ASSIGNED TASK:
There is one span to output from the data below: the lines starting at the line with "Self::unavailable(e.to_string())" and ending at the line with "self.model.as_ref().err().map(|e| e.as_ref())". Output it exactly, ends included, nothing more.

DATASET EXCERPTS:
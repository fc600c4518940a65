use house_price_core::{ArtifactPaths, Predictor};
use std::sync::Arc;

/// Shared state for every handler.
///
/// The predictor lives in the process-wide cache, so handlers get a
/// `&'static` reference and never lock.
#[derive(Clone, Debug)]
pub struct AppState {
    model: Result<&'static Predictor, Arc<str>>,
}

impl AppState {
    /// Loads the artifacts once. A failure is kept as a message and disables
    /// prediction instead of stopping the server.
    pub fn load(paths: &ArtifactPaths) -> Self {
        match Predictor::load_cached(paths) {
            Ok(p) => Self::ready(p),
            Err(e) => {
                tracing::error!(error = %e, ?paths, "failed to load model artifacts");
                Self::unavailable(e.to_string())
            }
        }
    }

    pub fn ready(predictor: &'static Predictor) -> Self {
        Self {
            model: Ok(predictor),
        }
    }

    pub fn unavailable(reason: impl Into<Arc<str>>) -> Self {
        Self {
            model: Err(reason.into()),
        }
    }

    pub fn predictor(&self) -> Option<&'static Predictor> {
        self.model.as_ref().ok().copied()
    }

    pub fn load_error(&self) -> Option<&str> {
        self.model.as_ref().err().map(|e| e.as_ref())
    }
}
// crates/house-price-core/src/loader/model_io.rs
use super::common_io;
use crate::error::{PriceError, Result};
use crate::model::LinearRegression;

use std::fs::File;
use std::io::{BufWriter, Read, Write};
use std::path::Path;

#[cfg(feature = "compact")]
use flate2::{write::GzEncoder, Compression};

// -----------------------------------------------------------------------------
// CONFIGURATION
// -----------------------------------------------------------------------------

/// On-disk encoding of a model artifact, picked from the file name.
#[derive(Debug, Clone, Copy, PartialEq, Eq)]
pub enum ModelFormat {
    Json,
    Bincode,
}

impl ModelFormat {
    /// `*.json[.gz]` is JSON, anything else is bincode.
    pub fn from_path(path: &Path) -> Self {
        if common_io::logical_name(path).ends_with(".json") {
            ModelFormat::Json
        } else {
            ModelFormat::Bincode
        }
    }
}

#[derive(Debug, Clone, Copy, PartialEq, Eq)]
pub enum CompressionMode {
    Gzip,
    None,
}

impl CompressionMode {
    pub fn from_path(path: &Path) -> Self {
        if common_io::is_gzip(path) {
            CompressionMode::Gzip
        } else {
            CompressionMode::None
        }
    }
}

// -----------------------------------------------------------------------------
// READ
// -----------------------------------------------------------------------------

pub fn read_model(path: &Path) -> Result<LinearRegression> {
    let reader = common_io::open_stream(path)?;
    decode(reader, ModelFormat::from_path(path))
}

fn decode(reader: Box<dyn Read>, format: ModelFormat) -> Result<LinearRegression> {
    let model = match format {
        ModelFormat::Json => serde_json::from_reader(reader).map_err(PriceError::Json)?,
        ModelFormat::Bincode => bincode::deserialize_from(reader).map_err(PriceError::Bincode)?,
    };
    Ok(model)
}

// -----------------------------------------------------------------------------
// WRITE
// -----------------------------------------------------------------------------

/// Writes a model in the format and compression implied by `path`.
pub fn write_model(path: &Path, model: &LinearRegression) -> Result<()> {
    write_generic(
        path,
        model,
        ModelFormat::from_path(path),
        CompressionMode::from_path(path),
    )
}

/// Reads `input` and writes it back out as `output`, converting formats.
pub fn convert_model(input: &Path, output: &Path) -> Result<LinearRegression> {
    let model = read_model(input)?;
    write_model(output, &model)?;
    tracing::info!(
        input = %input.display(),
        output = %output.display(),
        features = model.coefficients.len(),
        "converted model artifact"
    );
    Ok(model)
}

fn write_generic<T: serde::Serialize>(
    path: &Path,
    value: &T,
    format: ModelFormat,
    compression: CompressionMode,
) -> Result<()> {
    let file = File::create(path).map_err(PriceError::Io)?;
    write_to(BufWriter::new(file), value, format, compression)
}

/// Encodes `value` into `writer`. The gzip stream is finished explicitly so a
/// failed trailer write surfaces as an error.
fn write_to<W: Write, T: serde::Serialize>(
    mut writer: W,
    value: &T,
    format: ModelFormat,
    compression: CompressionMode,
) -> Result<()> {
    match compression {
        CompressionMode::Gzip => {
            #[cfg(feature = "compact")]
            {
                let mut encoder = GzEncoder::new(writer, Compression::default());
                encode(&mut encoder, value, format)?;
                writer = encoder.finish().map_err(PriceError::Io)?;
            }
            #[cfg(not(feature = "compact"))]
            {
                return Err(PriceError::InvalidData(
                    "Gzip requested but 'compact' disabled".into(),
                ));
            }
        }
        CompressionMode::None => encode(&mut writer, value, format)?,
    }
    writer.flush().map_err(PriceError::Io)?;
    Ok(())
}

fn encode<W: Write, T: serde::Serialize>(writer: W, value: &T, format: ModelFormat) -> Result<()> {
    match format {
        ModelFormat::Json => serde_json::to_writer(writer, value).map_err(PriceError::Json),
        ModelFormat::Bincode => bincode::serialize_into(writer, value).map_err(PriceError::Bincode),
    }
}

---

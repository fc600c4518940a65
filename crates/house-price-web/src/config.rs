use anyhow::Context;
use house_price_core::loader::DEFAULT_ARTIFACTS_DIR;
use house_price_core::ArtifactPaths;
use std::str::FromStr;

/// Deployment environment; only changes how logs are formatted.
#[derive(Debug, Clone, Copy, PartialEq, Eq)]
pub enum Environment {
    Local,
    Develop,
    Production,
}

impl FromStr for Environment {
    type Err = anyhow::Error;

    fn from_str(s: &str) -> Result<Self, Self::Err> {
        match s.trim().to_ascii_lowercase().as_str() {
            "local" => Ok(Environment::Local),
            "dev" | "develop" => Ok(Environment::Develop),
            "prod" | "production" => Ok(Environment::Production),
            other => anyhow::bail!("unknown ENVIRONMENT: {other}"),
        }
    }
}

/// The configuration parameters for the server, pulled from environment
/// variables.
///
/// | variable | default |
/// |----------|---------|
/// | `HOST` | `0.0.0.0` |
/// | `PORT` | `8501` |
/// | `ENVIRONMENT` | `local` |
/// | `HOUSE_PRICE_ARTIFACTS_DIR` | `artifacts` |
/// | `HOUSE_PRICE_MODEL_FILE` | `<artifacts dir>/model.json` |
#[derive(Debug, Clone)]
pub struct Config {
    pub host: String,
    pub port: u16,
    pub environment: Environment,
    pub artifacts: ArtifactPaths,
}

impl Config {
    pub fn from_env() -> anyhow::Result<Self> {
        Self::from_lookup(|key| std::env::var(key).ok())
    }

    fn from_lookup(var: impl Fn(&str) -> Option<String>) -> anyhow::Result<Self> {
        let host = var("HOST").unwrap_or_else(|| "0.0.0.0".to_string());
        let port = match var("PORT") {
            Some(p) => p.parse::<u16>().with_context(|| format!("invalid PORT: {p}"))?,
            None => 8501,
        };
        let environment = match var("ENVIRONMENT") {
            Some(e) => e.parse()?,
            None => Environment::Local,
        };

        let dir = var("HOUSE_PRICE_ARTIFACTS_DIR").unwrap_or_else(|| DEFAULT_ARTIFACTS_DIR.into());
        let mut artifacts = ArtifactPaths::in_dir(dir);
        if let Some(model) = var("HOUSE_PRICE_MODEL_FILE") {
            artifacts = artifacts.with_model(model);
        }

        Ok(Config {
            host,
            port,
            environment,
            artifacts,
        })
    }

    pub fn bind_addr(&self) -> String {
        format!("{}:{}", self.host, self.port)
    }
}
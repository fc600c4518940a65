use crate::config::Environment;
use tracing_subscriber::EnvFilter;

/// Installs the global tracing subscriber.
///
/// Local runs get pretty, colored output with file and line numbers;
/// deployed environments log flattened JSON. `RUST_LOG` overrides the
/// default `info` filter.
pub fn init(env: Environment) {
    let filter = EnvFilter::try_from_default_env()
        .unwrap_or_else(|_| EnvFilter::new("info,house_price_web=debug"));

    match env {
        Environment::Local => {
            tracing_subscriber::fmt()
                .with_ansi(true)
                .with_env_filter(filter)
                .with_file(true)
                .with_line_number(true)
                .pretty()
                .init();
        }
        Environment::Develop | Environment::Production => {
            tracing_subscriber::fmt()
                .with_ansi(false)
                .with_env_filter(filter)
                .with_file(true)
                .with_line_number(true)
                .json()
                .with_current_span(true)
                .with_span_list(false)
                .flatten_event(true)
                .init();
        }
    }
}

...

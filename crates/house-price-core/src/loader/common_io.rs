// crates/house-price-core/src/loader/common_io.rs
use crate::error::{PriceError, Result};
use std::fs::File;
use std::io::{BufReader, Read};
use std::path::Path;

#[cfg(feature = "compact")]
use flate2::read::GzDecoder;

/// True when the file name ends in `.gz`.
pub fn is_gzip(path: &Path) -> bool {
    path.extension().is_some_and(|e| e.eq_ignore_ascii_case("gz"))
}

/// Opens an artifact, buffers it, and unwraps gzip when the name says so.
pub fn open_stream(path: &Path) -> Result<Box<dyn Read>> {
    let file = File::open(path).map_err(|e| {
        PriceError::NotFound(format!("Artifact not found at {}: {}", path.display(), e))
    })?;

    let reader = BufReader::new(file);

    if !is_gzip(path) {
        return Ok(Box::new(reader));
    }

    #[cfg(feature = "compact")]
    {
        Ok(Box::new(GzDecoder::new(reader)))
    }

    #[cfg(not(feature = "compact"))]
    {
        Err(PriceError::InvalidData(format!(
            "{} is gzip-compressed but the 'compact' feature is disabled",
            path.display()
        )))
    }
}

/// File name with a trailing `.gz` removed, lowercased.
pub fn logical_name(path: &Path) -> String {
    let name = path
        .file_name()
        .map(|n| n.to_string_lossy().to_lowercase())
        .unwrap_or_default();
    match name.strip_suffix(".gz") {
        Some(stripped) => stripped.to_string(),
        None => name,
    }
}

RESULT FOR THIS TASK:
                Self::unavailable(e.to_string())
            }
        }
    }

    pub fn ready(predictor: &'static Predictor) -> Self {
        Self {
            model: Ok(predictor),
        }
    }

    pub fn unavailable(reason: impl Into<Arc<str>>) -> Self {
        Self {
            model: Err(reason.into()),
        }
    }

    pub fn predictor(&self) -> Option<&'static Predictor> {
        self.model.as_ref().ok().copied()
    }

    pub fn load_error(&self) -> Option<&str> {
        self.model.as_ref().err().map(|e| e.as_ref())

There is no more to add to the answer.